HOW TO COMPLETE THIS TASK
From the entries that follow, copy each line in which "collaborators" appears.

--- --- ---

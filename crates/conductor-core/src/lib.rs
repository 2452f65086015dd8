//! # Conductor Core Library
//!
//! Domain types, collaborator traits, and bookkeeping services for the
//! Conductor tool-invocation layer.
//!
//! ## Modules
//!
//! - `domain` - Core entities (provider config, tools, log entries)
//! - `error` - Error taxonomy shared across crates
//! - `repository` - Data access traits (config and OAuth token storage)
//! - `collaborators` - Traits for host-supplied behavior (built-in tools,
//!   approval, response processing, elicitation, sampling)
//! - `service` - Domain services (server logger, resource tracker,
//!   server state)

pub mod collaborators;
pub mod domain;
pub mod error;
pub mod repository;
pub mod service;

// Re-export commonly used types
pub use collaborators::*;
pub use domain::*;
pub use error::ConductorError;
pub use repository::*;
pub use service::*;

--- --- ---

EXERCISE RESULT
//! - `collaborators` - Traits for host-supplied behavior (built-in tools,
pub mod collaborators;
pub use collaborators::*;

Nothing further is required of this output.